To be able to eat, to move about, to have shelter, to be free from state or tribal coercion, to be secure abroad and safe at home — only that allows cultures to be freed from the daily drudgery of mere survival.
Civilization alone permits humans to pursue sophisticated scientific research, the arts, and the finer aspects of culture.
So the great achievement of Western civilization — consensual government, individual freedom, rationalism in partnership with religious belief, free market economics, and constant self-critique and audit — was to liberate people from daily worry over state violence, random crime, famine, and an often-unforgiving nature.
But so often the resulting leisure and affluence instead deluded arrogant Western societies into thinking that modern man no longer needed to worry about the fruits of civilization he took to be his elemental birthright.

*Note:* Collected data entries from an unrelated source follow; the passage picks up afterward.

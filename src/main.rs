//! outage-watch — binary entrypoint.
//! Loads configuration, wires the watcher, and polls until SIGINT/SIGTERM.

use anyhow::{Context, Result};
use std::time::Duration;
use tracing::{info, warn};

use outage_watch::{init_tracing, AppConfig, Watcher};

/// Resolves on Ctrl-C or (unix) SIGTERM.
async fn shutdown_signal() {
    let ctrl_c = async {
        if let Err(e) = tokio::signal::ctrl_c().await {
            warn!(error = ?e, "cannot listen for ctrl-c");
            std::future::pending::<()>().await;
        }
    };

    #[cfg(unix)]
    let terminate = async {
        use tokio::signal::unix::{signal, SignalKind};
        match signal(SignalKind::terminate()) {
            Ok(mut s) => {
                s.recv().await;
            }
            Err(e) => {
                warn!(error = ?e, "cannot listen for SIGTERM");
                std::future::pending::<()>().await;
            }
        }
    };
    #[cfg(not(unix))]
    let terminate = std::future::pending::<()>();

    tokio::select! {
        _ = ctrl_c => {},
        _ = terminate => {},
    }
}

#[tokio::main]
async fn main() -> Result<()> {
    // Load .env in local/dev; no-op when absent.
    let _ = dotenvy::dotenv();
    init_tracing();

    let cfg = AppConfig::load_default().context("loading configuration")?;
    info!(
        notifier = %cfg.notifier,
        url = %cfg.watch.url,
        interval_secs = cfg.watch.interval_secs,
        "outage-watch starting"
    );

    if let Some(addr) = cfg.metrics_addr.as_deref() {
        outage_watch::telemetry::install_exporter(addr)?;
        info!(%addr, "prometheus exporter listening");
    }

    let mut watcher = Watcher::from_config(&cfg)?;

    // Listen before the first cycle so a signal mid-cycle is not lost.
    let (tx, rx) = tokio::sync::oneshot::channel::<()>();
    tokio::spawn(async move {
        shutdown_signal().await;
        let _ = tx.send(());
    });

    watcher
        .run(Duration::from_secs(cfg.watch.interval_secs), async move {
            let _ = rx.await;
        })
        .await;

    info!("outage-watch stopped");
    Ok(())
}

As a result, the once prosperous Greek city-state, Roman Empire, Renaissance republics, and European democracies of the 1930s imploded — as civilization went headlong in reverse.
We in the modern Western world are now facing just such a crisis.
Think food alone. Forget the rest; think for a moment about just eating.
Here in the United States, we are fortunate to have some of the world’s best agricultural land, and lots of it. Even here in Alaska there are a lot of very productive truck farms (potatoes, onions, carrots and so forth) and dairy farms, mostly around Palmer in the Matanuska valley.
But the land is just one link in the chain. To feed a population of 330 million people, we need modern chemical fertilizers, modern agricultural equipment, extensive and fast transportation chains. All of those things are reliant on one thing: Petrochemicals. And plenty of them.
Civilizational collapses always start somewhere. Much of the developed world is facing a demographic crisis; people in places like Japan, Germany, Russia and the UK just aren’t having babies. As scribe and commentator Mark Stein is fond of pointing out, the future belongs to those who show up for it, and much of the developed world has opted out.
But the food problem, should the various anti-drilling nutbars get their way, could dramatically accelerate the issue. A serious reduction in petrochemical production could put agriculture back to the level of say, 1900 – at which point we’d be able to sustain a 1900-level population. 67 million, not 330 million. Remember, there’s more to this issue than just fueling tractors and combines; petroleum is the source for fertilizers, various lubricants, components of repair parts, a million other things that cannot be easily replaced.
So, 67 million instead of 330 million. What happens to that excess population? Well, I’m pretty sure you can work that out.